Federalist No. 44
Restrictions on the Authority of the Several States
From the New York Packet.
Friday, January 25, 1788.
MADISON
To the People of the State of New York:
A FIFTH class of provisions in favor of the federal authority consists
of the following restrictions on the authority of the several States:
1. "No State shall enter into any treaty, alliance, or confederation;
grant letters of marque and reprisal; coin money; emit bills of credit;
make any thing but gold and silver a legal tender in payment of debts;
pass any bill of attainder, ex post facto law, or law impairing the
obligation of contracts; or grant any title of nobility."
The prohibition against treaties, alliances, and confederations makes a
part of the existing articles of Union; and for reasons which need no
explanation, is copied into the new Constitution. The prohibition of
letters of marque is another part of the old system, but is somewhat
extended in the new. According to the former, letters of marque could be
granted by the States after a declaration of war; according to the
latter, these licenses must be obtained, as well during war as previous
to its declaration, from the government of the United States. This
alteration is fully justified by the advantage of uniformity in all
points which relate to foreign powers; and of immediate responsibility
to the nation in all those for whose conduct the nation itself is to be
responsible.
The right of coining money, which is here taken from the States, was
left in their hands by the Confederation, as a concurrent right with
that of Congress, under an exception in favor of the exclusive right of
Congress to regulate the alloy and value. In this instance, also, the
new provision is an improvement on the old. Whilst the alloy and value
depended on the general authority, a right of coinage in the particular
States could have no other effect than to multiply expensive mints and
diversify the forms and weights of the circulating pieces. The latter
inconveniency defeats one purpose for which the power was originally
submitted to the federal head; and as far as the former might prevent an
inconvenient remittance of gold and silver to the central mint for
recoinage, the end can be as well attained by local mints established
under the general authority.
The extension of the prohibition to bills of credit must give pleasure
to every citizen, in proportion to his love of justice and his knowledge
of the true springs of public prosperity. The loss which America has
sustained since the peace, from the pestilent effects of paper money on
the necessary confidence between man and man, on the necessary
confidence in the public councils, on the industry and morals of the
people, and on the character of republican government, constitutes an
enormous debt against the States chargeable with this unadvised measure,
which must long remain unsatisfied; or rather an accumulation of guilt,
which can be expiated no otherwise than by a voluntary sacrifice on the
altar of justice, of the power which has been the instrument of it. In
addition to these persuasive considerations, it may be observed, that
the same reasons which show the necessity of denying to the States the
power of regulating coin, prove with equal force that they ought not to
be at liberty to substitute a paper medium in the place of coin. Had
every State a right to regulate the value of its coin, there might be as
many different currencies as States, and thus the intercourse among them
would be impeded; retrospective alterations in its value might be made,
and thus the citizens of other States be injured, and animosities be
kindled among the States themselves. The subjects of foreign powers
might suffer from the same cause, and hence the Union be discredited and
embroiled by the indiscretion of a single member. No one of these
mischiefs is less incident to a power in the States to emit paper money,
than to coin gold or silver. The power to make any thing but gold and
silver a tender in payment of debts, is withdrawn from the States, on
the same principle with that of issuing a paper currency.

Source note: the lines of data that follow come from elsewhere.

use crate::AppState;
use axum::{Router, routing::get};

pub mod api;

async fn health() -> &'static str {
    "OK"
}

pub fn create_router<S: AppState>() -> Router<S> {
    Router::new()
        .route("/health", get(health))
        .nest("/api", api::create_api_router())
}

Bills of attainder, ex post facto laws, and laws impairing the
obligation of contracts, are contrary to the first principles of the
social compact, and to every principle of sound legislation. The two
former are expressly prohibited by the declarations prefixed to some of
the State constitutions, and all of them are prohibited by the spirit
and scope of these fundamental charters. Our own experience has taught
us, nevertheless, that additional fences against these dangers ought not
to be omitted. Very properly, therefore, have the convention added this
constitutional bulwark in favor of personal security and private rights;
and I am much deceived if they have not, in so doing, as faithfully
consulted the genuine sentiments as the undoubted interests of their
constituents. The sober people of America are weary of the fluctuating
policy which has directed the public councils. They have seen with
regret and indignation that sudden changes and legislative
interferences, in cases affecting personal rights, become jobs in the
hands of enterprising and influential speculators, and snares to the
more-industrious and lessinformed part of the community. They have seen,
too, that one legislative interference is but the first link of a long
chain of repetitions, every subsequent interference being naturally
produced by the effects of the preceding. They very rightly infer,
therefore, that some thorough reform is wanting, which will banish
speculations on public measures, inspire a general prudence and
industry, and give a regular course to the business of society. The
prohibition with respect to titles of nobility is copied from the
articles of Confederation and needs no comment.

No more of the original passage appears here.